Well then the inquiry comes up rather quickly, "What are the proven events of Tylenol." Until just a few years ago, all the events that you have been told were attributed to Tylenol, were all based on ancient wives tails. Not until a few years ago was Tylenol finally place through a controlled double blind study to answers these questions. This was a very large study, involving more than a thousand patients in one large hospital in the U.S. and one large hospital in Britain.
Well, what where the results? What are the right events of Tylenol that we should be paying for and which events are purely fake publicity. According to this well accepted study which was carried out lacking any significant problems, the results found that Tylenol has one and only one remedial action on the human body and that is an antipyretic (lowers the temperature) effect on a fever in both family and Adults. So now, let us return to our original inquiry about what over the counteract medications such as Tylenol should we always pack when traveling.
Before this final answer is given, we need to know how do we clarify all the publicity for Tylenol that we hear nearly every day of our lives. We are told that it stops headaches, it is a cold medication, it is an antipain medication. If these same publicity agencies add on the words extra strength, we are then told vigorously that we have each of the before things but even stronger and quicker acting against those symptoms. It is freedom of speech that allows all these lies to be televised, broadcasted on the radio, and written in periodicals.

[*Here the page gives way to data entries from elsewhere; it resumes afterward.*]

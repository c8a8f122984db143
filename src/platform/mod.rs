//! Platform network backends.
//!
//! This module defines the `NetworkBackend` trait: resolve an interface
//! label to an OS handle, read its live MAC address, and apply a new one.
//! Windows reconfigures the adapter through its registry key; Linux, macOS
//! and the BSDs reconfigure the link by name. The backend is picked once at
//! startup by `detect` and injected into the controller.

pub mod parse;
mod posix;
mod windows;

pub use posix::{LinkTool, PosixBackend};
pub use windows::{WindowsBackend, ADAPTER_CLASS_CONTAINER, MAX_ADAPTER_SUBKEYS};

use std::fmt;

use tracing::debug;

use crate::command::{render_command, CommandExecutor, CommandOutput};
use crate::config::Config;
use crate::domain::MacAddress;
use crate::error::{ApplyStep, CommandError, MacError, MacResult};

/// OS-level identity of a network adapter.
#[derive(Debug, Clone, PartialEq, Eq)]
pub enum InterfaceHandle {
    /// Full path of the adapter's configuration key under the network
    /// adapter class container (Windows).
    RegistryKey(String),
    /// The interface name itself (Unix-like).
    Name(String),
}

impl fmt::Display for InterfaceHandle {
    fn fmt(&self, f: &mut fmt::Formatter<'_>) -> fmt::Result {
        match self {
            InterfaceHandle::RegistryKey(path) => write!(f, "{}", path),
            InterfaceHandle::Name(name) => write!(f, "{}", name),
        }
    }
}

/// Trait for platform network backends (Dependency Inversion Principle).
///
/// Every tooling failure is converted to a `MacError` before it leaves the
/// backend.
pub trait NetworkBackend {
    /// Short name for logs, e.g. "windows".
    fn name(&self) -> &'static str;

    /// Map an interface label to the handle needed for mutation.
    ///
    /// Never cached; adapters can be renamed between calls.
    fn resolve(&self, label: &str) -> MacResult<InterfaceHandle>;

    /// Read the address currently in effect.
    ///
    /// `Ok(None)` means the tool ran fine but reported no address for `label`.
    fn read(&self, label: &str) -> MacResult<Option<MacAddress>>;

    /// Disable the interface, write `mac`, and re-enable it.
    ///
    /// The first failing step aborts the sequence. Earlier steps are not
    /// undone, so a failure after the disable step can leave the interface
    /// down.
    fn apply(&self, label: &str, mac: MacAddress) -> MacResult<()>;

    /// Best-effort re-enable after a failed apply.
    fn restore_link(&self, label: &str) -> MacResult<()>;
}

impl<B: NetworkBackend + ?Sized> NetworkBackend for Box<B> {
    fn name(&self) -> &'static str {
        (**self).name()
    }

    fn resolve(&self, label: &str) -> MacResult<InterfaceHandle> {
        (**self).resolve(label)
    }

    fn read(&self, label: &str) -> MacResult<Option<MacAddress>> {
        (**self).read(label)
    }

    fn apply(&self, label: &str, mac: MacAddress) -> MacResult<()> {
        (**self).apply(label, mac)
    }

    fn restore_link(&self, label: &str) -> MacResult<()> {
        (**self).restore_link(label)
    }
}

/// Pick the backend for the platform this binary was built for.
pub fn detect<E>(config: &Config, executor: E) -> Box<dyn NetworkBackend>
where
    E: CommandExecutor + 'static,
{
    if cfg!(windows) {
        debug!("Using Windows registry backend");
        Box::new(WindowsBackend::new(executor))
    } else {
        let tool = LinkTool::for_host();
        debug!("Using {:?} link backend", tool);
        Box::new(PosixBackend::new(executor, tool).with_sudo(config.use_sudo))
    }
}

const PERMISSION_MARKERS: &[&str] = &[
    "operation not permitted",
    "permission denied",
    "access is denied",
    "requires elevation",
    "run as administrator",
    "must be root",
    "a password is required",
    "a terminal is required",
];

const MISSING_DEVICE_MARKERS: &[&str] = &[
    "does not exist",
    "no such device",
    "cannot find device",
    "no such interface",
    "not found",
];

/// The most useful text a failed command produced.
///
/// Some Windows tools (`netsh`) report errors on stdout.
pub(crate) fn failure_detail(output: &CommandOutput) -> String {
    let stderr = output.stderr.trim();
    if stderr.is_empty() {
        output.stdout.trim().to_string()
    } else {
        stderr.to_string()
    }
}

pub(crate) fn is_permission_denied(detail: &str) -> bool {
    let lower = detail.to_ascii_lowercase();
    PERMISSION_MARKERS.iter().any(|m| lower.contains(m))
}

pub(crate) fn is_missing_device(detail: &str) -> bool {
    let lower = detail.to_ascii_lowercase();
    // "sudo: ip: command not found" is a missing tool, not a missing device
    if lower.contains("command not found") {
        return false;
    }
    MISSING_DEVICE_MARKERS.iter().any(|m| lower.contains(m))
}

/// Run one step of an apply sequence, converting failure into the right error kind.
pub(crate) fn run_step<E: CommandExecutor>(
    executor: &E,
    label: &str,
    step: ApplyStep,
    program: &str,
    args: &[&str],
) -> MacResult<CommandOutput> {
    let command = render_command(program, args);
    debug!("{}: {}", step, command);

    let output = executor.run(program, args).map_err(|e| step_spawn_error(step, &command, e))?;

    if output.success() {
        return Ok(output);
    }

    let detail = failure_detail(&output);
    if is_permission_denied(&detail) {
        return Err(MacError::Permission { step, detail });
    }
    if is_missing_device(&detail) {
        return Err(MacError::InterfaceNotFound(label.to_string()));
    }

    Err(MacError::Apply {
        step,
        command,
        status: output.status,
        stderr: detail,
    })
}

fn step_spawn_error(step: ApplyStep, command: &str, err: CommandError) -> MacError {
    let stderr = err.to_string();
    if let CommandError::Spawn { source, .. } = &err {
        if source.kind() == std::io::ErrorKind::PermissionDenied {
            return MacError::Permission { step, detail: stderr };
        }
    }
    MacError::Apply {
        step,
        command: command.to_string(),
        status: None,
        stderr,
    }
}

/// Convert a readback tool failure into `Read` or `InterfaceNotFound`.
pub(crate) fn read_failure(label: &str, output: &CommandOutput) -> MacError {
    let detail = failure_detail(output);
    if is_missing_device(&detail) {
        return MacError::InterfaceNotFound(label.to_string());
    }
    MacError::Read {
        label: label.to_string(),
        reason: format!("exit status {:?}: {}", output.status, detail),
    }
}
//! Parsing helpers for OS tool output.

use std::sync::LazyLock;

use regex::Regex;

use crate::domain::MacAddress;

/// Six hex pairs joined by `:` or `-`.
static MAC_TOKEN: LazyLock<Regex> = LazyLock::new(|| {
    Regex::new(r"(?i)\b(?:[0-9a-f]{2}[:-]){5}[0-9a-f]{2}\b").expect("MAC token pattern is valid")
});

/// `DriverDesc    REG_SZ    <description>` as printed by `reg query`.
static DRIVER_DESC: LazyLock<Regex> = LazyLock::new(|| {
    Regex::new(r"(?m)^\s*DriverDesc\s+REG_\w+\s+(.*?)\s*$").expect("DriverDesc pattern is valid")
});

/// Find the first MAC-shaped token in `text`.
pub fn first_mac_token(text: &str) -> Option<MacAddress> {
    MAC_TOKEN
        .find(text)
        .and_then(|m| MacAddress::normalize(m.as_str()).ok())
}

/// Find the MAC following a `link/ether` marker, as printed by `ip link show`.
///
/// Falls back to the first MAC-shaped token anywhere in the output.
pub fn link_ether_token(text: &str) -> Option<MacAddress> {
    text.lines()
        .find_map(|line| {
            let mut words = line.split_whitespace();
            while let Some(word) = words.next() {
                if word == "link/ether" || word == "ether" || word == "lladdr" {
                    return words.next().and_then(first_mac_token);
                }
            }
            None
        })
        .or_else(|| first_mac_token(text))
}

/// Split `getmac /v /fo list` output into per-adapter blocks.
///
/// Blocks are separated by one or more blank lines. Works with both `\n`
/// and `\r\n` line endings.
pub fn adapter_blocks(text: &str) -> Vec<String> {
    let mut blocks = Vec::new();
    let mut current: Vec<&str> = Vec::new();

    for line in text.lines() {
        if line.trim().is_empty() {
            if !current.is_empty() {
                blocks.push(current.join("\n"));
                current.clear();
            }
        } else {
            current.push(line.trim_end());
        }
    }
    if !current.is_empty() {
        blocks.push(current.join("\n"));
    }

    blocks
}

/// Extract the adapter description from `wmic nic ... get Name` output.
///
/// Returns `Ok(None)` when no adapter matched (no data rows) and `Err` with a
/// reason when the output doesn't look like a `Name` column at all.
pub fn wmic_name_column(text: &str) -> Result<Option<String>, String> {
    let mut lines = text.lines().map(str::trim).filter(|l| !l.is_empty());

    let Some(header) = lines.next() else {
        return Ok(None);
    };
    if !header.eq_ignore_ascii_case("Name") {
        return Err(format!("unexpected wmic header '{}'", header));
    }

    Ok(lines.next().map(str::to_string))
}

/// Subkey paths listed by `reg query <container>`.
///
/// Only direct children of `container` are returned, in listing order.
pub fn registry_subkeys(text: &str, container: &str) -> Vec<String> {
    let prefix = format!("{}\\", container.to_ascii_lowercase());
    text.lines()
        .map(str::trim)
        .filter(|line| {
            let lower = line.to_ascii_lowercase();
            lower.starts_with(&prefix) && !line[prefix.len()..].contains('\\')
        })
        .map(str::to_string)
        .collect()
}

/// The `DriverDesc` value from `reg query <key> /v DriverDesc` output.
pub fn driver_desc(text: &str) -> Option<String> {
    DRIVER_DESC
        .captures(text)
        .and_then(|c| c.get(1))
        .map(|m| m.as_str().to_string())
        .filter(|s| !s.is_empty())
}
//! Controller state.

use std::fmt;

use super::MacAddress;

/// Where the controller stands with respect to its candidate address.
#[derive(Debug, Clone, Copy, PartialEq, Eq)]
pub enum ControllerState {
    /// Nothing staged yet.
    Idle,
    /// An address is staged in memory but not applied.
    Candidate(MacAddress),
    /// The last apply or reset succeeded with this address.
    Applied(MacAddress),
}

impl ControllerState {
    /// The address staged or last applied, if any.
    pub fn current(&self) -> Option<MacAddress> {
        match self {
            ControllerState::Idle => None,
            ControllerState::Candidate(mac) | ControllerState::Applied(mac) => Some(*mac),
        }
    }

    pub fn is_applied(&self) -> bool {
        matches!(self, ControllerState::Applied(_))
    }
}

impl fmt::Display for ControllerState {
    fn fmt(&self, f: &mut fmt::Formatter<'_>) -> fmt::Result {
        match self {
            ControllerState::Idle => write!(f, "idle"),
            ControllerState::Candidate(mac) => write!(f, "candidate {}", mac),
            ControllerState::Applied(mac) => write!(f, "applied {}", mac),
        }
    }
}

/// What has been applied to an interface during this process's lifetime.
#[derive(Debug, Clone, PartialEq, Eq)]
pub struct AppliedState {
    /// The interface label every operation targets.
    pub interface: String,
    /// Last address successfully applied, including one persisted by an
    /// earlier process.
    pub last_applied: Option<MacAddress>,
    /// Address captured at startup, or the configured fallback.
    pub default_address: MacAddress,
}

impl AppliedState {
    pub fn new(interface: impl Into<String>, default_address: MacAddress) -> Self {
        Self {
            interface: interface.into(),
            last_applied: None,
            default_address,
        }
    }

    pub fn with_last_applied(mut self, last_applied: Option<MacAddress>) -> Self {
        self.last_applied = last_applied;
        self
    }
}
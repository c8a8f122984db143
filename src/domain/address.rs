//! MAC address value type and codec.
//!
//! Parsing, normalization and random generation. No I/O.

use std::fmt;
use std::str::FromStr;

use macaddr::MacAddr6;
use rand::Rng;

use crate::error::MacError;

/// Number of hex digits in a textual MAC address once separators are removed.
const HEX_DIGITS: usize = 12;

/// A 6-octet hardware address.
///
/// Always rendered as six uppercase hex pairs separated by `:`. That is the
/// only form persisted, displayed or passed to platform tools.
#[derive(Debug, Clone, Copy, PartialEq, Eq, Hash)]
pub struct MacAddress(MacAddr6);

impl MacAddress {
    pub fn new(octets: [u8; 6]) -> Self {
        Self(MacAddr6::from(octets))
    }

    /// Generate a random unicast, locally administered address.
    pub fn generate_random() -> Self {
        Self::generate_with(&mut rand::rng())
    }

    /// Generate from the given RNG.
    ///
    /// The first octet has the multicast bit (0) cleared and the locally
    /// administered bit (1) set.
    pub fn generate_with<R: Rng>(rng: &mut R) -> Self {
        let mut octets = [0u8; 6];
        rng.fill(&mut octets[..]);
        octets[0] = (octets[0] & 0xFE) | 0x02;
        Self::new(octets)
    }

    /// Normalize arbitrary text into a MAC address.
    ///
    /// Every character that is not a hex digit is dropped. Exactly twelve hex
    /// digits must remain; separators and case on input do not matter.
    pub fn normalize(raw: &str) -> Result<Self, MacError> {
        let digits: Vec<u8> = raw
            .chars()
            .filter(|c| c.is_ascii_hexdigit())
            .filter_map(|c| c.to_digit(16))
            .map(|d| d as u8)
            .collect();

        if digits.len() != HEX_DIGITS {
            return Err(MacError::Format(raw.to_string()));
        }

        let mut octets = [0u8; 6];
        for (octet, pair) in octets.iter_mut().zip(digits.chunks(2)) {
            *octet = (pair[0] << 4) | pair[1];
        }
        Ok(Self::new(octets))
    }

    pub fn octets(&self) -> [u8; 6] {
        self.0.into_array()
    }

    /// The twelve uppercase hex digits without separators.
    ///
    /// This is the form the Windows `NetworkAddress` registry value expects.
    pub fn to_hex_digits(&self) -> String {
        self.octets().iter().map(|b| format!("{:02X}", b)).collect()
    }

    pub fn is_unicast(&self) -> bool {
        self.octets()[0] & 0x01 == 0
    }

    pub fn is_locally_administered(&self) -> bool {
        self.octets()[0] & 0x02 != 0
    }
}

impl fmt::Display for MacAddress {
    fn fmt(&self, f: &mut fmt::Formatter<'_>) -> fmt::Result {
        let o = self.octets();
        write!(
            f,
            "{:02X}:{:02X}:{:02X}:{:02X}:{:02X}:{:02X}",
            o[0], o[1], o[2], o[3], o[4], o[5]
        )
    }
}

impl FromStr for MacAddress {
    type Err = MacError;

    fn from_str(s: &str) -> Result<Self, Self::Err> {
        Self::normalize(s)
    }
}

impl From<MacAddr6> for MacAddress {
    fn from(addr: MacAddr6) -> Self {
        Self(addr)
    }
}

impl From<MacAddress> for MacAddr6 {
    fn from(addr: MacAddress) -> Self {
        addr.0
    }
}
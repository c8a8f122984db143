//! macswap - MAC address changer
//!
//! Generates, inspects, applies and resets the hardware address of one
//! network interface.

use std::io::{self, BufRead, IsTerminal, Write};
use std::path::PathBuf;
use std::process::ExitCode;
use std::time::Duration;

use anyhow::{Context, Result};
use clap::{Parser, Subcommand};
use tracing::warn;
use tracing_subscriber::EnvFilter;

use macswap::{
    detect, privilege, Config, ConsoleReporter, JsonFileStore, MacAddress, MacController,
    MacResult, NetworkBackend, Operation, PersistenceStore, StatusReporter, SystemExecutor,
};

#[derive(Parser)]
#[command(name = "macswap")]
#[command(about = "Change, inspect and restore a network interface's MAC address")]
struct Cli {
    /// Interface to operate on (e.g., eth0, en0, "Wi-Fi")
    #[arg(short, long, global = true)]
    interface: Option<String>,

    /// File holding the last applied address
    #[arg(long, global = true)]
    state_file: Option<PathBuf>,

    /// Run Unix link commands through `sudo -n`
    #[arg(long, global = true)]
    sudo: bool,

    /// Seconds to wait for each external tool
    #[arg(long, global = true)]
    timeout: Option<u64>,

    /// Try to re-enable the interface if an apply fails midway
    #[arg(long, global = true)]
    restore_link: bool,

    /// Print only addresses
    #[arg(short, long, global = true)]
    quiet: bool,

    /// Disable colored output
    #[arg(long, global = true)]
    no_color: bool,

    /// Enable debug logging
    #[arg(short, long, global = true)]
    verbose: bool,

    #[command(subcommand)]
    command: Commands,
}

#[derive(Subcommand)]
enum Commands {
    /// Print a random locally administered address without applying it
    Generate,
    /// Show the interface's current address
    Show,
    /// Apply a random locally administered address
    Random,
    /// Apply the given address
    Set {
        /// Address in any common notation (aa:bb:.., AA-BB-.., aabb.ccdd.eeff)
        mac: String,
    },
    /// Apply the configured fallback address (`fallback_mac`)
    Reset,
    /// Print the last applied address
    Saved,
    /// Interactive session: generate, inspect, set, apply, reset
    Shell,
}

impl Commands {
    /// Default address to use instead of reading the interface at startup.
    ///
    /// A one-shot `reset` runs in a fresh process, where the live address is
    /// whatever an earlier run applied, so it targets the configured fallback.
    fn pinned_default(&self, config: &Config) -> Option<MacAddress> {
        match self {
            Commands::Reset => Some(config.fallback_default),
            _ => None,
        }
    }

    fn mutates(&self) -> bool {
        matches!(
            self,
            Commands::Random | Commands::Set { .. } | Commands::Reset | Commands::Shell
        )
    }
}

fn main() -> ExitCode {
    let cli = Cli::parse();

    let config = match build_config(&cli) {
        Ok(c) => c,
        Err(e) => {
            eprintln!("error: {:#}", e);
            return ExitCode::FAILURE;
        }
    };

    init_logging(&config, cli.verbose);

    let reporter = ConsoleReporter::new()
        .with_colors(!cli.no_color && io::stdout().is_terminal())
        .with_quiet(cli.quiet);

    let executor = SystemExecutor::new(config.command_timeout);
    if cli.command.mutates() && !config.use_sudo && !privilege::is_elevated(&executor) {
        warn!("Not running elevated; changing the address will likely fail");
    }

    let backend = detect(&config, executor);
    let store = JsonFileStore::new(&config.state_file);
    let mut controller = match cli.command.pinned_default(&config) {
        Some(default) => MacController::with_default(&config, backend, store, default),
        None => MacController::new(&config, backend, store),
    };

    let ok = match cli.command {
        Commands::Generate => {
            let mac = controller.generate();
            reporter.report_address(Operation::Generate, mac);
            true
        }
        Commands::Show => report(&reporter, Operation::Inspect, controller.inspect()),
        Commands::Random => {
            let mac = controller.generate();
            reporter.report_address(Operation::Generate, mac);
            report(&reporter, Operation::Apply, controller.apply())
        }
        Commands::Set { mac } => {
            report(&reporter, Operation::SetCustom, controller.set_custom(&mac))
                && report(&reporter, Operation::Apply, controller.apply())
        }
        Commands::Reset => report(&reporter, Operation::Reset, controller.reset()),
        Commands::Saved => report_saved(&reporter, controller.last_saved()),
        Commands::Shell => {
            run_shell(&mut controller, &reporter);
            true
        }
    };

    if ok {
        ExitCode::SUCCESS
    } else {
        ExitCode::FAILURE
    }
}

/// Layer CLI flags over the loaded configuration.
fn build_config(cli: &Cli) -> Result<Config> {
    let mut config = Config::load().context("Failed to load configuration")?;

    if let Some(interface) = &cli.interface {
        config.interface = interface.clone();
    }
    if let Some(path) = &cli.state_file {
        config.state_file = path.clone();
    }
    if cli.sudo {
        config.use_sudo = true;
    }
    if let Some(secs) = cli.timeout {
        anyhow::ensure!(secs > 0, "--timeout must be positive");
        config.command_timeout = Duration::from_secs(secs);
    }
    if cli.restore_link {
        config.restore_link_on_failure = true;
    }

    Ok(config)
}

fn init_logging(config: &Config, verbose: bool) {
    let filter = if verbose {
        EnvFilter::new("debug")
    } else {
        EnvFilter::try_from_default_env().unwrap_or_else(|_| EnvFilter::new(&config.log_filter))
    };

    tracing_subscriber::fmt()
        .with_env_filter(filter)
        .with_target(false)
        .with_writer(io::stderr)
        .init();
}

fn report(reporter: &impl StatusReporter, op: Operation, result: MacResult<MacAddress>) -> bool {
    match result {
        Ok(mac) => {
            reporter.report_address(op, mac);
            true
        }
        Err(e) => {
            reporter.report_error(op, &e);
            false
        }
    }
}

fn report_saved(reporter: &impl StatusReporter, saved: Option<MacAddress>) -> bool {
    match saved {
        Some(mac) => {
            reporter.report_address(Operation::Saved, mac);
            true
        }
        None => {
            reporter.report_info("No saved MAC address");
            false
        }
    }
}

/// A line typed into the interactive session.
#[derive(Debug, PartialEq, Eq)]
enum ShellCommand {
    Generate,
    Inspect,
    Set(String),
    Apply,
    Reset,
    Saved,
    State,
    Help,
    Quit,
    Empty,
    Unknown(String),
}

impl ShellCommand {
    fn parse(line: &str) -> Self {
        let line = line.trim();
        let (word, rest) = line.split_once(char::is_whitespace).unwrap_or((line, ""));

        match word.to_ascii_lowercase().as_str() {
            "" => ShellCommand::Empty,
            "generate" | "gen" | "g" => ShellCommand::Generate,
            "inspect" | "check" | "show" => ShellCommand::Inspect,
            "set" | "custom" => ShellCommand::Set(rest.trim().to_string()),
            "apply" => ShellCommand::Apply,
            "reset" => ShellCommand::Reset,
            "saved" => ShellCommand::Saved,
            "state" | "status" => ShellCommand::State,
            "help" | "?" => ShellCommand::Help,
            "quit" | "exit" | "q" => ShellCommand::Quit,
            _ => ShellCommand::Unknown(line.to_string()),
        }
    }
}

const SHELL_HELP: &str = "\
commands:
  generate      stage a random address
  inspect       stage the interface's current address
  set <mac>     stage a custom address
  apply         apply the staged address
  reset         apply the address captured at startup
  saved         show the last applied address
  state         show what is staged or applied
  quit          leave";

fn run_shell<B, S, R>(controller: &mut MacController<B, S>, reporter: &R)
where
    B: NetworkBackend,
    S: PersistenceStore,
    R: StatusReporter,
{
    let interactive = io::stdin().is_terminal();
    reporter.report_info(&format!(
        "Interface {} ({} backend), default {}. Type 'help' for commands.",
        controller.interface(),
        controller.backend().name(),
        controller.default_address()
    ));

    let stdin = io::stdin();
    let mut lines = stdin.lock().lines();

    loop {
        if interactive {
            print!("macswap> ");
            let _ = io::stdout().flush();
        }

        let line = match lines.next() {
            Some(Ok(line)) => line,
            Some(Err(e)) => {
                warn!("Failed to read input: {}", e);
                break;
            }
            None => break,
        };

        match ShellCommand::parse(&line) {
            ShellCommand::Generate => {
                let mac = controller.generate();
                reporter.report_address(Operation::Generate, mac);
            }
            ShellCommand::Inspect => {
                report(reporter, Operation::Inspect, controller.inspect());
            }
            ShellCommand::Set(raw) => {
                report(reporter, Operation::SetCustom, controller.set_custom(&raw));
            }
            ShellCommand::Apply => {
                report(reporter, Operation::Apply, controller.apply());
            }
            ShellCommand::Reset => {
                report(reporter, Operation::Reset, controller.reset());
            }
            ShellCommand::Saved => {
                report_saved(reporter, controller.last_saved());
            }
            ShellCommand::State => {
                let applied = controller.applied_state();
                let last = applied
                    .last_applied
                    .map(|m| m.to_string())
                    .unwrap_or_else(|| "none".to_string());
                reporter.report_info(&format!(
                    "{} | last applied: {} | default: {}",
                    controller.state(),
                    last,
                    applied.default_address
                ));
            }
            ShellCommand::Help => reporter.report_info(SHELL_HELP),
            ShellCommand::Quit => break,
            ShellCommand::Empty => {}
            ShellCommand::Unknown(line) => {
                reporter.report_info(&format!("Unknown command '{}', try 'help'", line));
            }
        }
    }
}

Thank goodness, there exists a further over the counteract medication called Motrin (also called ibuprofen, Advil and so on) which again is one medication with one generic and numerous trade names. This is the better medication to take with you in its generic form of ibuprofen. It can act as an antipyretic, it is a pain killer, it reduces kindness, and it is simpler on the stomach than is aspirin that has the same events.
Therefore the moral of the tale is that everyday we are with intent lied to in the name of money. What is vital is to learn the truth, teach the truth, and live the truth. Maybe in the future, when our peoples have colonized numerous nearby planets, what we hear has a chance of being the truth since we might have, by then, a government that is an example to us of living the truth. Until then, keep reading periodicals, read books, go to lectures and keep working you brain like a muscle so that you will automatically pack ibuprofen when traveling and not Tylenol.